● **How to complete this task**: Keep only the lines that hold the string "Option", filtering out the rest of the entries below.

Records for processing section start

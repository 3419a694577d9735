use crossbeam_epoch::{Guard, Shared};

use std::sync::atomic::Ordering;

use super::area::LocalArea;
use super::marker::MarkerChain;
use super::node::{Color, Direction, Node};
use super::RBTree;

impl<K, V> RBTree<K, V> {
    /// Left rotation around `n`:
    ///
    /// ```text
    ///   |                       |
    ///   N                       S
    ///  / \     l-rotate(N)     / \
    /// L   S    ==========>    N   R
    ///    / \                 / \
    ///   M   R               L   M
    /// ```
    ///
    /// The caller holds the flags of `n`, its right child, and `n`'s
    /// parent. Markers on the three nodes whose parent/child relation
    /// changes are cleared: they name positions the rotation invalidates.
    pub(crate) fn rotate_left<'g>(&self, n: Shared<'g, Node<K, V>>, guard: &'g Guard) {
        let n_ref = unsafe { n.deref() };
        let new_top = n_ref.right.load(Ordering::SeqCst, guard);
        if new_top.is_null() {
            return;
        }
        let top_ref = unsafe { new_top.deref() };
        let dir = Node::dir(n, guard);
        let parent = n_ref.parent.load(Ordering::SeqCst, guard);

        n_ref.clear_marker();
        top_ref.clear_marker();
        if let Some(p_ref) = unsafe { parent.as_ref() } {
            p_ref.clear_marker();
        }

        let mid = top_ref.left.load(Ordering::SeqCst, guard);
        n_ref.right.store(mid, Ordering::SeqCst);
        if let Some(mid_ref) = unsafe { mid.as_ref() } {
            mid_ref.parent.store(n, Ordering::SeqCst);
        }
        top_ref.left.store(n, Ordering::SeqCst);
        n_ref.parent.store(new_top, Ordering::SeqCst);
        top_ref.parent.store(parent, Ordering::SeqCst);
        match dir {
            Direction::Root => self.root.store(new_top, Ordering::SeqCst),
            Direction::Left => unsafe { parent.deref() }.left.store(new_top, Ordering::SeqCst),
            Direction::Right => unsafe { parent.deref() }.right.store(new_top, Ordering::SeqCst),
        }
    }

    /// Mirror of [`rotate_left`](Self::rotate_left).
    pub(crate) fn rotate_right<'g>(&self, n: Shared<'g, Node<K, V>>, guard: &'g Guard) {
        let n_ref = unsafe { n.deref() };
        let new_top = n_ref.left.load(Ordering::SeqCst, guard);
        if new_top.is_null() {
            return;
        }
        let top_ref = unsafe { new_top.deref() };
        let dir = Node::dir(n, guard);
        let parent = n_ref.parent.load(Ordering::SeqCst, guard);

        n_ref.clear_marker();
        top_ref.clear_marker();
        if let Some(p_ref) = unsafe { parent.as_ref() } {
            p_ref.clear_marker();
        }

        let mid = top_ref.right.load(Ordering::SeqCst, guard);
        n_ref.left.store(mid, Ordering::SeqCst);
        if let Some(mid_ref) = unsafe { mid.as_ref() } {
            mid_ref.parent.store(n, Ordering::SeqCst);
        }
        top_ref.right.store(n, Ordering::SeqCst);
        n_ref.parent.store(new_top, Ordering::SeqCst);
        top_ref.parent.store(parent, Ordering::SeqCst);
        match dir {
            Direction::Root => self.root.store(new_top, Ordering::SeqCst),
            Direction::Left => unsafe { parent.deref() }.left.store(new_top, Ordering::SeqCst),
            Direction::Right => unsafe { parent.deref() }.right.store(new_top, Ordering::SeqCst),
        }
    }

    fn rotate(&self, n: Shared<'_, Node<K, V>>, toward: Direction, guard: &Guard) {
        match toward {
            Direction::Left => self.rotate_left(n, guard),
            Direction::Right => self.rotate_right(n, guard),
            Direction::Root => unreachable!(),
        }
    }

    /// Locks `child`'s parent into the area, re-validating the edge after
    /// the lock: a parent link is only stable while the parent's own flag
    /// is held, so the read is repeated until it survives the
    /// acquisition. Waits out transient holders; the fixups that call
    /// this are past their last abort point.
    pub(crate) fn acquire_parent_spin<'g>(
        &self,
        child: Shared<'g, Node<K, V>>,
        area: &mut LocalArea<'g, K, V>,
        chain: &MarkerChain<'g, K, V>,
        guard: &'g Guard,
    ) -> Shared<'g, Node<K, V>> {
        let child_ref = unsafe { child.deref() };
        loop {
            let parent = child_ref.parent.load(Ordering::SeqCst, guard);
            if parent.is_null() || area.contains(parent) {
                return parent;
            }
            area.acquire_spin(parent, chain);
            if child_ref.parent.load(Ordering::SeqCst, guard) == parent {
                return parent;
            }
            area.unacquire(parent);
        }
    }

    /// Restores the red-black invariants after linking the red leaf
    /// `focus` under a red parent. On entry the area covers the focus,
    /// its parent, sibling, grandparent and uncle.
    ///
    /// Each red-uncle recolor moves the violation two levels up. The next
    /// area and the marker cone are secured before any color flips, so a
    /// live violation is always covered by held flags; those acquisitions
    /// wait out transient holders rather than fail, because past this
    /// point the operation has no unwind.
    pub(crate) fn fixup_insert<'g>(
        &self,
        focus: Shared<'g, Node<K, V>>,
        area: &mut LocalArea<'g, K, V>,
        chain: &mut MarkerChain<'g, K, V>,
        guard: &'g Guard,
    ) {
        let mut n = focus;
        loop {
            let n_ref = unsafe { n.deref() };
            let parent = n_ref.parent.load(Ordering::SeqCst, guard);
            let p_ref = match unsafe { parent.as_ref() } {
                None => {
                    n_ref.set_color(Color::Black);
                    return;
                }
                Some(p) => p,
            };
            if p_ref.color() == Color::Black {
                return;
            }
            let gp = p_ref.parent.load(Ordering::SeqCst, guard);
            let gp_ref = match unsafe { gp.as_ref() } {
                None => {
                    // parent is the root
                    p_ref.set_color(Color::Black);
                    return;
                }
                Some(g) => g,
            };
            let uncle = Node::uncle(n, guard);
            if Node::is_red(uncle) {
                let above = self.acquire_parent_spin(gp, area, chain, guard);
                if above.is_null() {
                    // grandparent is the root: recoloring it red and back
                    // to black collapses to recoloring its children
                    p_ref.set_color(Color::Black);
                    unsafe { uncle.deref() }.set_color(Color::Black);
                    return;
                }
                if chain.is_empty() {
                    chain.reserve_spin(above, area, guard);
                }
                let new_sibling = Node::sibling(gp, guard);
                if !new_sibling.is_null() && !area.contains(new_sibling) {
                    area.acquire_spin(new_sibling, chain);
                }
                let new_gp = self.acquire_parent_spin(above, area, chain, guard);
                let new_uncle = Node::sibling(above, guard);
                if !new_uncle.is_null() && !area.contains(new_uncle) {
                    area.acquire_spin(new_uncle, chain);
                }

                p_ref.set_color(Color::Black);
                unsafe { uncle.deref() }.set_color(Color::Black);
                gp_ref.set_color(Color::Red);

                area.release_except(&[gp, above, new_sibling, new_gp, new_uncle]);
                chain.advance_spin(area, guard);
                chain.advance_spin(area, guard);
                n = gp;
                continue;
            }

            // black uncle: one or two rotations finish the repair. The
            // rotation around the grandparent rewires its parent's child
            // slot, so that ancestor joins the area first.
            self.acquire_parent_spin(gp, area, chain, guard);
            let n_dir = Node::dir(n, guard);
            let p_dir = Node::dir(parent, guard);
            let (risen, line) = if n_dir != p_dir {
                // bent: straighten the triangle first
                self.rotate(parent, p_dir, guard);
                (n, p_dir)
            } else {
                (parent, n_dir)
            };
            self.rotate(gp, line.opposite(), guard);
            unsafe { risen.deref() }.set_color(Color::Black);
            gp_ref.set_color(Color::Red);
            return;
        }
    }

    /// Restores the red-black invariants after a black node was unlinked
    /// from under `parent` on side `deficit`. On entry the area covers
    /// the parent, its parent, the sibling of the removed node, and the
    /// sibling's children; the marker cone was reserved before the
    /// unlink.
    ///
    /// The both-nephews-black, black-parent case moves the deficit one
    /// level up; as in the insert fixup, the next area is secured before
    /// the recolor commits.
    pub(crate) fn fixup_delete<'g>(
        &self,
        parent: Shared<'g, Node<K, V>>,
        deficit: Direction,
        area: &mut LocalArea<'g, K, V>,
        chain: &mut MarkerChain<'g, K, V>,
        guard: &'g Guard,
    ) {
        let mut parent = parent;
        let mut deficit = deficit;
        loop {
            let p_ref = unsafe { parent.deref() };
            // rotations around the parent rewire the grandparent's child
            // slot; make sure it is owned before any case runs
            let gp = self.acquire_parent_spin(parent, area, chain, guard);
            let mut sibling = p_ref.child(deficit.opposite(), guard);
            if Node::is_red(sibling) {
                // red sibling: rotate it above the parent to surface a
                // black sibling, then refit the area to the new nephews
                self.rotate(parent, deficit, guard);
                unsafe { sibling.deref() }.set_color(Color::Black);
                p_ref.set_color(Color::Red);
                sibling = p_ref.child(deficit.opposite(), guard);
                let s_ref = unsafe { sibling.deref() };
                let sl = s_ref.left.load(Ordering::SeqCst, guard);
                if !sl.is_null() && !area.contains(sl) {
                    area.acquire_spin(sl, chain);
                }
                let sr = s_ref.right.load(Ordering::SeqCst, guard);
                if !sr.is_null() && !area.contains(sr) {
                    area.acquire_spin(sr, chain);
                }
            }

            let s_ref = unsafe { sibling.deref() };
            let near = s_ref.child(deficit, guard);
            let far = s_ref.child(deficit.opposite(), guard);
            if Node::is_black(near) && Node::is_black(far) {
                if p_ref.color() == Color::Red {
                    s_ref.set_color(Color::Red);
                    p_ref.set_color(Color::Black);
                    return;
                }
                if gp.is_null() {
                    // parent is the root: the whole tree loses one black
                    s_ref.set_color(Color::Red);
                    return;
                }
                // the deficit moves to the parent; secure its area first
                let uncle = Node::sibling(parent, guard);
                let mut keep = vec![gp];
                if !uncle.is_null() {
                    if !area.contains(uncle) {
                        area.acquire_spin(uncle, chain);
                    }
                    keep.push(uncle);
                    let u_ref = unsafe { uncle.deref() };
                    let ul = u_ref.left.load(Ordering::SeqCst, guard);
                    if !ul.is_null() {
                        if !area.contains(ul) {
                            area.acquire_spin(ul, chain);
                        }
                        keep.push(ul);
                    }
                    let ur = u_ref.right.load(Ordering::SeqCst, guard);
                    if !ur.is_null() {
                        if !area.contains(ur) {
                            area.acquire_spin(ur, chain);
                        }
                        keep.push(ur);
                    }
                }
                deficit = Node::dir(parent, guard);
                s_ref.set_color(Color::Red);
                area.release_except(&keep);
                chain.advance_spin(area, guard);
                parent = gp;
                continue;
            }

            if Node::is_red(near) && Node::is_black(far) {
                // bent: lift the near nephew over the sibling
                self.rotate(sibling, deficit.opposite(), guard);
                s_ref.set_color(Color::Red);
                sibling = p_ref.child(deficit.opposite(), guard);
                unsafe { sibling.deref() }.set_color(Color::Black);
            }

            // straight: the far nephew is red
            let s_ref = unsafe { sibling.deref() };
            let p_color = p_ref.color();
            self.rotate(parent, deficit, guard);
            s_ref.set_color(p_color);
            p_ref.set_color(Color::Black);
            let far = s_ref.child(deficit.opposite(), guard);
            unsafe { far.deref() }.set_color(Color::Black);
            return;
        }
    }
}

Records for processing section end
Records for processing section start

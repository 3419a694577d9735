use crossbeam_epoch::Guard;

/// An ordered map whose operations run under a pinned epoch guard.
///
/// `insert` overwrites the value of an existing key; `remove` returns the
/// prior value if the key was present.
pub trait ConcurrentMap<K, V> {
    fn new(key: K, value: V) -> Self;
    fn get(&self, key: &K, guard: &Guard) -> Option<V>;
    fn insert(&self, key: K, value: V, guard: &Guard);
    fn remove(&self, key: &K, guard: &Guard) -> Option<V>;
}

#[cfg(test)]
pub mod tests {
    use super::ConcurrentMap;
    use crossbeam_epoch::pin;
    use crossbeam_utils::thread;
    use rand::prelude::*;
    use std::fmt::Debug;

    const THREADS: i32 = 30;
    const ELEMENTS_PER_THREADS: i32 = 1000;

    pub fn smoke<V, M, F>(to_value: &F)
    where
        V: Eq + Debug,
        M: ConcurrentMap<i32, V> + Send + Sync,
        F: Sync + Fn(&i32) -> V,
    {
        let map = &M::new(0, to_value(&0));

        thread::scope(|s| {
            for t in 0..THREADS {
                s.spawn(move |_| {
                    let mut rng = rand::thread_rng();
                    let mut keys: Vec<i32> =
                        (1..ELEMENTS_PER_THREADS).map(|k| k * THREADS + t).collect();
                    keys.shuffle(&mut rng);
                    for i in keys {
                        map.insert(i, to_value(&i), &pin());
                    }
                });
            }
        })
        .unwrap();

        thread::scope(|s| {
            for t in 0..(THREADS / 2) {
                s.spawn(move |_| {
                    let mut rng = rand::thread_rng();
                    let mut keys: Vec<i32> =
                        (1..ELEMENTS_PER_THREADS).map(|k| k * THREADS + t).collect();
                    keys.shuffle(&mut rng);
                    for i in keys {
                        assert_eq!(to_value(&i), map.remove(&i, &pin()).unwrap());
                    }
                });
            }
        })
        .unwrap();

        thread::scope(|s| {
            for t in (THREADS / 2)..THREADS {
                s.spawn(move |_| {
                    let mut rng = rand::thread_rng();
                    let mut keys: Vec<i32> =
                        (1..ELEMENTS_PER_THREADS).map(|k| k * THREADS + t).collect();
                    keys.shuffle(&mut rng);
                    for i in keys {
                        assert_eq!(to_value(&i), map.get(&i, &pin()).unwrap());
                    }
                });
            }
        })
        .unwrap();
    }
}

Records for processing section end

● **Exercise response**:
    fn get(&self, key: &K, guard: &Guard) -> Option<V>;
    fn remove(&self, key: &K, guard: &Guard) -> Option<V>;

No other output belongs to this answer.